Queries the instance images that are supported by Alibaba Cloud.

Parameter:

os_type: the OS type that is supported by Alibaba Cloud. Valid values: CentOS, Ubuntu, Debian, SUSE, and Aliyun.

  • To query all images, run the following command:

    fastgpu queryimage

  • To query all versions of CentOS images, run the following command:

    fastgpu queryimage centos

fastgpu describe {instance_name}
fastgpu describe

Queries all properties of an instance. The properties include the GPU, image, memory size, creation time, key pair, status, and the number of vCPUs.

  • To query all properties of all instances, run the following command:

    fastgpu describe

  • To query all properties of the task0.my_job instance, run the following command:

    fastgpu describe task0.my_job

  • To query all properties of all instances in the cluster whose name is suffixed with my_job, run the following command:

    fastgpu describe {my_job}

fastgpu kill {instance_name}
fastgpu kill -y {instance_name}
fastgpu kill {instance_a_name} {instance_b_name} {instance_c_name}
fastgpu kill -f {instance_name}

Releases an instance.

Parameters:

  • -f: forcefully releases the instance.

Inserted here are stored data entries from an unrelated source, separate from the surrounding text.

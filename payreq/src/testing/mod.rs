//! Testing utilities for payreq.
//!
//! This module provides:
//! - Mock API client, HTTP transport and order lookup
//! - A fixed derived-status lookup for the result engine
//! - Assertions for the error taxonomy

mod assertions;
mod mocks;

pub use assertions::{
    assert_immutable, assert_invalid_parameter, assert_server_request, assert_server_response,
};
pub use mocks::{
    mock_transport, mock_transport_for_site, mock_transport_with, mock_transport_with_blog_id,
    sample_order, MockApiClient, MockHttpTransport, StaticOrderLookup, StaticStatusLookup,
    TEST_SITE_URL,
};
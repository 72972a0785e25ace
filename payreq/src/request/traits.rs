//! Request traits.
//!
//! [`Request`] is the object-safe surface the filter registry and dispatcher
//! work with. [`RequestType`] adds the static side: construction, id
//! validation and `extend`.

use super::{ParamMap, PreparedRequest, RequestCore, Transport};
use crate::contracts::{HttpMethod, RequestDescriptor};
use crate::domain::{Charge, PaymentIntention};
use crate::errors::{Result, ServerRequestError};
use crate::response::Response;
use crate::results::ProcessedResults;
use crate::validation::validate_route;
use std::fmt;
use uuid::Uuid;

/// What `format_response` turns a decoded reply into.
#[derive(Debug, Clone, PartialEq)]
pub enum FormattedReply {
    /// Read-only wrapper over the raw payload.
    Response(Response),
    /// A payment intention.
    Intention(Box<PaymentIntention>),
    /// A charge.
    Charge(Box<Charge>),
    /// A post-processed list.
    Results(ProcessedResults),
}

impl FormattedReply {
    /// The wrapped response, if the reply was not turned into a domain object.
    #[must_use]
    pub fn as_response(&self) -> Option<&Response> {
        match self {
            Self::Response(response) => Some(response),
            _ => None,
        }
    }

    /// The payment intention, if any.
    #[must_use]
    pub fn as_intention(&self) -> Option<&PaymentIntention> {
        match self {
            Self::Intention(intention) => Some(&**intention),
            _ => None,
        }
    }

    /// The charge, if any.
    #[must_use]
    pub fn as_charge(&self) -> Option<&Charge> {
        match self {
            Self::Charge(charge) => Some(&**charge),
            _ => None,
        }
    }

    /// The post-processed list, if any.
    #[must_use]
    pub fn as_results(&self) -> Option<&ProcessedResults> {
        match self {
            Self::Results(results) => Some(results),
            _ => None,
        }
    }
}

/// An outbound call under construction.
///
/// Implementors only provide access to their [`RequestCore`]; everything
/// else has a default that leaf types override where their endpoint needs
/// it.
///
/// Parameters are written through the validated setters of each type.
/// The raw core setter is not reachable from outside the crate:
///
/// ```compile_fail
/// use payreq::prelude::*;
///
/// let mut request = CreateIntention::create(payreq::testing::mock_transport(), None).unwrap();
/// request.core_mut().set_param("amount", serde_json::json!(-5)).unwrap();
/// ```
pub trait Request: fmt::Debug + Send {
    /// Shared request state.
    fn core(&self) -> &RequestCore;

    /// Shared request state, mutably.
    fn core_mut(&mut self) -> &mut RequestCore;

    /// Endpoint path, with the resource id appended when present.
    fn get_api(&self) -> Result<String> {
        self.core().default_api()
    }

    /// HTTP method.
    fn get_method(&self) -> Result<HttpMethod> {
        self.core().default_method()
    }

    /// Whether the call must be signed with the user's token.
    fn should_use_user_token(&self) -> bool {
        false
    }

    /// Whether the endpoint lives under the site's remote id.
    fn is_site_specific(&self) -> bool {
        false
    }

    /// Turns the decoded reply into its domain form.
    ///
    /// Errors are returned unchanged.
    fn format_response(&self, reply: Result<serde_json::Value>) -> Result<FormattedReply> {
        reply.map(|data| FormattedReply::Response(Response::new(data)))
    }

    /// Static descriptor of the concrete type.
    fn descriptor(&self) -> &'static RequestDescriptor {
        self.core().descriptor()
    }

    /// Explicit value, else default.
    fn get_param(&self, key: &str) -> Result<serde_json::Value> {
        self.core().get_param(key)
    }

    /// Finalized wire parameters.
    fn get_params(&self) -> Result<ParamMap> {
        self.core().get_params()
    }

    /// Finalizes the request for the transport.
    fn prepare(&self) -> Result<PreparedRequest> {
        let params = self.get_params()?;
        let method = self.get_method()?;
        let mut api = self.get_api()?;

        let site_specific = self.is_site_specific();
        if site_specific {
            let blog_id = self.core().transport().http.blog_id().ok_or_else(|| {
                ServerRequestError::new(format!(
                    "{} is site specific but the site is not connected",
                    self.descriptor().name
                ))
            })?;
            api = format!("sites/{blog_id}/{api}");
        }

        Ok(PreparedRequest {
            request_type: self.descriptor().name,
            method,
            api,
            params,
            use_user_token: self.should_use_user_token(),
            site_specific,
            idempotency_key: Uuid::new_v4(),
        })
    }
}

/// A concrete request type with a static descriptor.
pub trait RequestType: Request + Sized + 'static {
    /// Descriptor of this type.
    fn type_descriptor() -> &'static RequestDescriptor;

    /// Wraps a core built for [`RequestType::type_descriptor`].
    fn from_core(core: RequestCore) -> Self;

    /// Validates a resource id before it is stored.
    fn validate_id(id: &str) -> Result<()> {
        validate_route(id, "id")?;
        Ok(())
    }

    /// Creates a request, validating `id` when given.
    fn create(transport: Transport, id: Option<&str>) -> Result<Self> {
        let mut core = RequestCore::new(Self::type_descriptor(), transport);
        if let Some(id) = id {
            Self::validate_id(id)?;
            core.set_id(id);
        }
        Ok(Self::from_core(core))
    }

    /// Builds a more specific request from `existing`.
    ///
    /// Collaborators and resource id are carried over and every explicit
    /// parameter is replayed through `set_param`, so locked values stay
    /// locked.
    fn extend(existing: &dyn Request) -> Result<Self> {
        let target = Self::type_descriptor();
        let source = existing.descriptor();
        if !target.is_a(source) {
            return Err(ServerRequestError::new(format!(
                "{} cannot extend {}: it is not a descendant",
                target.name, source.name
            ))
            .into());
        }

        let core = RequestCore::derive_from(target, existing.core())?;
        if let Some(id) = core.id() {
            Self::validate_id(id)?;
        }
        Ok(Self::from_core(core))
    }

    /// Boxes the request for the filter registry.
    fn boxed(self) -> Box<dyn Request> {
        Box::new(self)
    }
}
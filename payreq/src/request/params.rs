//! Explicit parameter storage with lock tracking.

use crate::errors::ImmutableParameterError;
use indexmap::IndexMap;

/// Ordered parameter map as handed to the transport.
pub type ParamMap = IndexMap<String, serde_json::Value>;

/// Explicitly set parameters plus the value each locked key was first set to.
///
/// Writing a different value to a locked key raises an
/// `ImmutableParameterError`; writing the same value again is a no-op.
/// Removing a key keeps its lock record.
#[derive(Debug, Clone, Default, PartialEq)]
pub struct ParamBag {
    explicit: ParamMap,
    locked: ParamMap,
}

impl ParamBag {
    /// Creates a new empty bag.
    #[must_use]
    pub fn new() -> Self {
        Self::default()
    }

    /// Gets an explicit value.
    #[must_use]
    pub fn get(&self, key: &str) -> Option<&serde_json::Value> {
        self.explicit.get(key)
    }

    /// Checks if a key was explicitly set.
    #[must_use]
    pub fn contains_key(&self, key: &str) -> bool {
        self.explicit.contains_key(key)
    }

    /// Returns the value a key was locked to, if any.
    #[must_use]
    pub fn locked_value(&self, key: &str) -> Option<&serde_json::Value> {
        self.locked.get(key)
    }

    /// Sets a value, locking it when `lock` is true.
    ///
    /// # Errors
    ///
    /// Returns `ImmutableParameterError` if the key is already locked to a
    /// different value.
    pub fn set(
        &mut self,
        key: impl Into<String>,
        value: serde_json::Value,
        lock: bool,
    ) -> Result<(), ImmutableParameterError> {
        let key = key.into();

        if let Some(current) = self.locked.get(&key) {
            if *current != value {
                return Err(ImmutableParameterError::new(&key, current.clone(), value));
            }
        } else if lock {
            self.locked.insert(key.clone(), value.clone());
        }

        self.explicit.insert(key, value);
        Ok(())
    }

    /// Removes an explicit value, returning it.
    pub fn unset(&mut self, key: &str) -> Option<serde_json::Value> {
        self.explicit.shift_remove(key)
    }

    /// Records lock values carried over from another bag.
    ///
    /// Existing lock records win; seeding never changes a lock.
    pub fn seed_locks(&mut self, locks: &ParamMap) {
        for (key, value) in locks {
            self.locked
                .entry(key.clone())
                .or_insert_with(|| value.clone());
        }
    }

    /// Returns the explicitly set parameters in insertion order.
    #[must_use]
    pub fn explicit(&self) -> &ParamMap {
        &self.explicit
    }

    /// Returns the lock records in insertion order.
    #[must_use]
    pub fn locked(&self) -> &ParamMap {
        &self.locked
    }

    /// Returns the number of explicit entries.
    #[must_use]
    pub fn len(&self) -> usize {
        self.explicit.len()
    }

    /// Returns true if nothing was explicitly set.
    #[must_use]
    pub fn is_empty(&self) -> bool {
        self.explicit.is_empty()
    }
}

  • -y: skips the confirmation step.

  • To release the task0.my_job instance that is in the stopped state, run the following command:

    fastgpu kill task0.my_job

  • To forcefully release the task0.my_job instance regardless of the status of the instance, run the following command:

    fastgpu kill -f task0.my_job

  • To forcefully release all instances in the cluster whose name is suffixed with my_job, run the following command:

    fastgpu kill -f {my_job}

fastgpu stop {instance_name}
fastgpu stop {instance_a_name} {instance_b_name} {instance_c_name}
fastgpu stop -f {instance_name}
fastgpu stop -k {instance_name}

Stops an instance. If you want to stop all instances in a cluster at a time, you can set {instance_name} to {Suffix of the cluster name} in the command.

Parameters:

  • -f: forcefully stops the instance.

  • -k: stops the instance but does not stop the billing for the instance.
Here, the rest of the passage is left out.